In full and without alteration, reproduce every record.
┌─ RECORDED DATA
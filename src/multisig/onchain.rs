//! On-chain style proposal multisig
//!
//! A stateful proposal ledger: owners submit transactions, confirm or revoke
//! them, and execute once enough confirmations accumulate. Proposal ids are
//! sequential from 0 and never reused; a proposal is terminal once executed.
//! The executed flag is committed before the external call, so a reentrant
//! call back into `execute_transaction` is rejected by the normal guard.

use crate::exec::{CallError, Environment};
use crate::multisig::wallet::{MultisigConfig, MultisigError};
use chrono::{DateTime, Utc};
use log::{debug, info};
use serde::{Deserialize, Serialize};
use std::collections::HashSet;
use std::fs;
use std::path::Path;
use thiserror::Error;

/// Errors raised by the proposal state machine
#[derive(Error, Debug)]
pub enum OnChainError {
    #[error("Caller is not an owner: {0}")]
    NotOwner(String),
    #[error("Transaction does not exist: {0}")]
    TxNotExist(usize),
    #[error("Transaction already executed: {0}")]
    TxAlreadyExecuted(usize),
    #[error("Transaction {id} already confirmed by {owner}")]
    TxAlreadyConfirmed { id: usize, owner: String },
    #[error("Transaction {id} not confirmed by {owner}")]
    TxNotConfirmed { id: usize, owner: String },
    #[error("Not enough confirmations: have {have}, need {need}")]
    NumRequireNotEnough { have: usize, need: usize },
    #[error("Target call failed: {0}")]
    TargetCallFailed(#[from] CallError),
    #[error("Config error: {0}")]
    ConfigError(#[from] MultisigError),
    #[error("IO error: {0}")]
    IoError(#[from] std::io::Error),
    #[error("Serialization error: {0}")]
    SerializationError(#[from] serde_json::Error),
}

/// A proposed transaction awaiting confirmations
#[derive(Clone, Debug, Serialize, Deserialize)]
pub struct ProposedTransaction {
    /// Destination address
    pub to: String,
    /// Native amount to send
    pub value: u64,
    /// Opaque call payload
    pub data: Vec<u8>,
    /// Terminal once true
    pub executed: bool,
    /// Owners that currently confirm this proposal
    confirmations: HashSet<String>,
    /// Submission timestamp
    pub submitted_at: DateTime<Utc>,
}

impl ProposedTransaction {
    fn new(to: String, value: u64, data: Vec<u8>) -> Self {
        Self {
            to,
            value,
            data,
            executed: false,
            confirmations: HashSet::new(),
            submitted_at: Utc::now(),
        }
    }

    /// Number of distinct confirming owners
    pub fn num_confirmations(&self) -> usize {
        self.confirmations.len()
    }

    /// Check if an owner currently confirms this proposal
    pub fn is_confirmed_by(&self, owner: &str) -> bool {
        self.confirmations.contains(owner)
    }
}

/// A stateful threshold wallet driven by on-chain style confirmations
#[derive(Clone, Debug, Serialize, Deserialize)]
pub struct OnChainMultisig {
    /// Wallet address (holds the funds being authorized)
    address: String,
    /// Owner set and threshold, fixed at construction
    config: MultisigConfig,
    /// Proposals in submission order; the index is the id
    transactions: Vec<ProposedTransaction>,
}

impl OnChainMultisig {
    /// Create a wallet requiring `num_confirmations_required` of the owners
    pub fn new(
        owners: Vec<String>,
        num_confirmations_required: usize,
    ) -> Result<Self, OnChainError> {
        let config = MultisigConfig::new(num_confirmations_required, owners, None)?;
        let address = config.wallet_address();
        Ok(Self {
            address,
            config,
            transactions: Vec::new(),
        })
    }

    /// Get the wallet address
    pub fn address(&self) -> &str {
        &self.address
    }

    /// Confirmations required to execute
    pub fn num_confirmations_required(&self) -> usize {
        self.config.threshold()
    }

    /// Check if an address is an authorized owner
    pub fn is_owner(&self, address: &str) -> bool {
        self.config.is_owner(address)
    }

    /// Owner addresses in construction order
    pub fn get_owners(&self) -> &[String] {
        &self.config.owners
    }

    /// Number of proposals ever submitted
    pub fn get_transaction_count(&self) -> usize {
        self.transactions.len()
    }

    /// Get a proposal by id
    pub fn get_transaction(&self, id: usize) -> Result<&ProposedTransaction, OnChainError> {
        self.transactions.get(id).ok_or(OnChainError::TxNotExist(id))
    }

    fn require_owner(&self, caller: &str) -> Result<(), OnChainError> {
        if !self.config.is_owner(caller) {
            return Err(OnChainError::NotOwner(caller.to_string()));
        }
        Ok(())
    }

    /// Live (not yet executed) proposal by id, for mutation
    fn pending_mut(&mut self, id: usize) -> Result<&mut ProposedTransaction, OnChainError> {
        let tx = self
            .transactions
            .get_mut(id)
            .ok_or(OnChainError::TxNotExist(id))?;
        if tx.executed {
            return Err(OnChainError::TxAlreadyExecuted(id));
        }
        Ok(tx)
    }

    /// Submit a new proposal; returns its id
    pub fn submit_transaction(
        &mut self,
        caller: &str,
        to: &str,
        value: u64,
        data: &[u8],
    ) -> Result<usize, OnChainError> {
        self.require_owner(caller)?;

        let id = self.transactions.len();
        self.transactions
            .push(ProposedTransaction::new(to.to_string(), value, data.to_vec()));

        info!(
            "multisig {} tx {} submitted by {} (to={} value={})",
            self.address, id, caller, to, value
        );
        Ok(id)
    }

    /// Add the caller's confirmation to a proposal
    pub fn confirm_transaction(&mut self, caller: &str, id: usize) -> Result<(), OnChainError> {
        self.require_owner(caller)?;

        let tx = self.pending_mut(id)?;
        if !tx.confirmations.insert(caller.to_string()) {
            return Err(OnChainError::TxAlreadyConfirmed {
                id,
                owner: caller.to_string(),
            });
        }

        debug!(
            "multisig tx {} confirmed by {} ({} confirmations)",
            id,
            caller,
            tx.num_confirmations()
        );
        Ok(())
    }

    /// Withdraw the caller's prior confirmation
    pub fn revoke_confirmation(&mut self, caller: &str, id: usize) -> Result<(), OnChainError> {
        self.require_owner(caller)?;

        let tx = self.pending_mut(id)?;
        if !tx.confirmations.remove(caller) {
            return Err(OnChainError::TxNotConfirmed {
                id,
                owner: caller.to_string(),
            });
        }

        debug!("multisig tx {} confirmation revoked by {}", id, caller);
        Ok(())
    }

    /// Execute a sufficiently confirmed proposal
    ///
    /// The executed flag is set before the environment call and is not rolled
    /// back if the call fails: the authorization is consumed either way.
    pub fn execute_transaction(
        &mut self,
        env: &mut Environment,
        caller: &str,
        id: usize,
    ) -> Result<Vec<u8>, OnChainError> {
        self.require_owner(caller)?;

        let need = self.config.threshold();
        let tx = self.pending_mut(id)?;

        let have = tx.num_confirmations();
        if have < need {
            return Err(OnChainError::NumRequireNotEnough { have, need });
        }

        // Commit before the external call
        tx.executed = true;
        let (to, value, data) = (tx.to.clone(), tx.value, tx.data.clone());

        info!(
            "multisig {} executing tx {} (to={} value={})",
            self.address, id, to, value
        );
        let returndata = env.call(&self.address, &to, value, &data)?;
        Ok(returndata)
    }

    /// Persist the wallet state as JSON
    pub fn save_to_file<P: AsRef<Path>>(&self, path: P) -> Result<(), OnChainError> {
        let json = serde_json::to_string_pretty(self)?;
        fs::write(path, json)?;
        Ok(())
    }

    /// Load wallet state from a JSON file
    pub fn load_from_file<P: AsRef<Path>>(path: P) -> Result<Self, OnChainError> {
        let json = fs::read_to_string(path)?;
        let wallet = serde_json::from_str(&json)?;
        Ok(wallet)
    }
}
└─
**ANSWER TO THIS TASK**:
filename src/multisig/onchain.rs
//! On-chain style proposal multisig
//!
//! A stateful proposal ledger: owners submit transactions, confirm or revoke
//! them, and execute once enough confirmations accumulate. Proposal ids are
//! sequential from 0 and never reused; a proposal is terminal once executed.
//! The executed flag is committed before the external call, so a reentrant
//! call back into `execute_transaction` is rejected by the normal guard.

use crate::exec::{CallError, Environment};
use crate::multisig::wallet::{MultisigConfig, MultisigError};
use chrono::{DateTime, Utc};
use log::{debug, info};
use serde::{Deserialize, Serialize};
use std::collections::HashSet;
use std::fs;
use std::path::Path;
use thiserror::Error;

/// Errors raised by the proposal state machine
#[derive(Error, Debug)]
pub enum OnChainError {
    #[error("Caller is not an owner: {0}")]
    NotOwner(String),
    #[error("Transaction does not exist: {0}")]
    TxNotExist(usize),
    #[error("Transaction already executed: {0}")]
    TxAlreadyExecuted(usize),
    #[error("Transaction {id} already confirmed by {owner}")]
    TxAlreadyConfirmed { id: usize, owner: String },
    #[error("Transaction {id} not confirmed by {owner}")]
    TxNotConfirmed { id: usize, owner: String },
    #[error("Not enough confirmations: have {have}, need {need}")]
    NumRequireNotEnough { have: usize, need: usize },
    #[error("Target call failed: {0}")]
    TargetCallFailed(#[from] CallError),
    #[error("Config error: {0}")]
    ConfigError(#[from] MultisigError),
    #[error("IO error: {0}")]
    IoError(#[from] std::io::Error),
    #[error("Serialization error: {0}")]
    SerializationError(#[from] serde_json::Error),
}

/// A proposed transaction awaiting confirmations
#[derive(Clone, Debug, Serialize, Deserialize)]
pub struct ProposedTransaction {
    /// Destination address
    pub to: String,
    /// Native amount to send
    pub value: u64,
    /// Opaque call payload
    pub data: Vec<u8>,
    /// Terminal once true
    pub executed: bool,
    /// Owners that currently confirm this proposal
    confirmations: HashSet<String>,
    /// Submission timestamp
    pub submitted_at: DateTime<Utc>,
}

impl ProposedTransaction {
    fn new(to: String, value: u64, data: Vec<u8>) -> Self {
        Self {
            to,
            value,
            data,
            executed: false,
            confirmations: HashSet::new(),
            submitted_at: Utc::now(),
        }
    }

    /// Number of distinct confirming owners
    pub fn num_confirmations(&self) -> usize {
        self.confirmations.len()
    }

    /// Check if an owner currently confirms this proposal
    pub fn is_confirmed_by(&self, owner: &str) -> bool {
        self.confirmations.contains(owner)
    }
}

/// A stateful threshold wallet driven by on-chain style confirmations
#[derive(Clone, Debug, Serialize, Deserialize)]
pub struct OnChainMultisig {
    /// Wallet address (holds the funds being authorized)
    address: String,
    /// Owner set and threshold, fixed at construction
    config: MultisigConfig,
    /// Proposals in submission order; the index is the id
    transactions: Vec<ProposedTransaction>,
}

impl OnChainMultisig {
    /// Create a wallet requiring `num_confirmations_required` of the owners
    pub fn new(
        owners: Vec<String>,
        num_confirmations_required: usize,
    ) -> Result<Self, OnChainError> {
        let config = MultisigConfig::new(num_confirmations_required, owners, None)?;
        let address = config.wallet_address();
        Ok(Self {
            address,
            config,
            transactions: Vec::new(),
        })
    }

    /// Get the wallet address
    pub fn address(&self) -> &str {
        &self.address
    }

    /// Confirmations required to execute
    pub fn num_confirmations_required(&self) -> usize {
        self.config.threshold()
    }

    /// Check if an address is an authorized owner
    pub fn is_owner(&self, address: &str) -> bool {
        self.config.is_owner(address)
    }

    /// Owner addresses in construction order
    pub fn get_owners(&self) -> &[String] {
        &self.config.owners
    }

    /// Number of proposals ever submitted
    pub fn get_transaction_count(&self) -> usize {
        self.transactions.len()
    }

    /// Get a proposal by id
    pub fn get_transaction(&self, id: usize) -> Result<&ProposedTransaction, OnChainError> {
        self.transactions.get(id).ok_or(OnChainError::TxNotExist(id))
    }

    fn require_owner(&self, caller: &str) -> Result<(), OnChainError> {
        if !self.config.is_owner(caller) {
            return Err(OnChainError::NotOwner(caller.to_string()));
        }
        Ok(())
    }

    /// Live (not yet executed) proposal by id, for mutation
    fn pending_mut(&mut self, id: usize) -> Result<&mut ProposedTransaction, OnChainError> {
        let tx = self
            .transactions
            .get_mut(id)
            .ok_or(OnChainError::TxNotExist(id))?;
        if tx.executed {
            return Err(OnChainError::TxAlreadyExecuted(id));
        }
        Ok(tx)
    }

    /// Submit a new proposal; returns its id
    pub fn submit_transaction(
        &mut self,
        caller: &str,
        to: &str,
        value: u64,
        data: &[u8],
    ) -> Result<usize, OnChainError> {
        self.require_owner(caller)?;

        let id = self.transactions.len();
        self.transactions
            .push(ProposedTransaction::new(to.to_string(), value, data.to_vec()));

        info!(
            "multisig {} tx {} submitted by {} (to={} value={})",
            self.address, id, caller, to, value
        );
        Ok(id)
    }

    /// Add the caller's confirmation to a proposal
    pub fn confirm_transaction(&mut self, caller: &str, id: usize) -> Result<(), OnChainError> {
        self.require_owner(caller)?;

        let tx = self.pending_mut(id)?;
        if !tx.confirmations.insert(caller.to_string()) {
            return Err(OnChainError::TxAlreadyConfirmed {
                id,
                owner: caller.to_string(),
            });
        }

        debug!(
            "multisig tx {} confirmed by {} ({} confirmations)",
            id,
            caller,
            tx.num_confirmations()
        );
        Ok(())
    }

    /// Withdraw the caller's prior confirmation
    pub fn revoke_confirmation(&mut self, caller: &str, id: usize) -> Result<(), OnChainError> {
        self.require_owner(caller)?;

        let tx = self.pending_mut(id)?;
        if !tx.confirmations.remove(caller) {
            return Err(OnChainError::TxNotConfirmed {
                id,
                owner: caller.to_string(),
            });
        }

        debug!("multisig tx {} confirmation revoked by {}", id, caller);
        Ok(())
    }

    /// Execute a sufficiently confirmed proposal
    ///
    /// The executed flag is set before the environment call and is not rolled
    /// back if the call fails: the authorization is consumed either way.
    pub fn execute_transaction(
        &mut self,
        env: &mut Environment,
        caller: &str,
        id: usize,
    ) -> Result<Vec<u8>, OnChainError> {
        self.require_owner(caller)?;

        let need = self.config.threshold();
        let tx = self.pending_mut(id)?;

        let have = tx.num_confirmations();
        if have < need {
            return Err(OnChainError::NumRequireNotEnough { have, need });
        }

        // Commit before the external call
        tx.executed = true;
        let (to, value, data) = (tx.to.clone(), tx.value, tx.data.clone());

        info!(
            "multisig {} executing tx {} (to={} value={})",
            self.address, id, to, value
        );
        let returndata = env.call(&self.address, &to, value, &data)?;
        Ok(returndata)
    }

    /// Persist the wallet state as JSON
    pub fn save_to_file<P: AsRef<Path>>(&self, path: P) -> Result<(), OnChainError> {
        let json = serde_json::to_string_pretty(self)?;
        fs::write(path, json)?;
        Ok(())
    }

    /// Load wallet state from a JSON file
    pub fn load_from_file<P: AsRef<Path>>(path: P) -> Result<Self, OnChainError> {
        let json = fs::read_to_string(path)?;
        let wallet = serde_json::from_str(&json)?;
        Ok(wallet)
    }
}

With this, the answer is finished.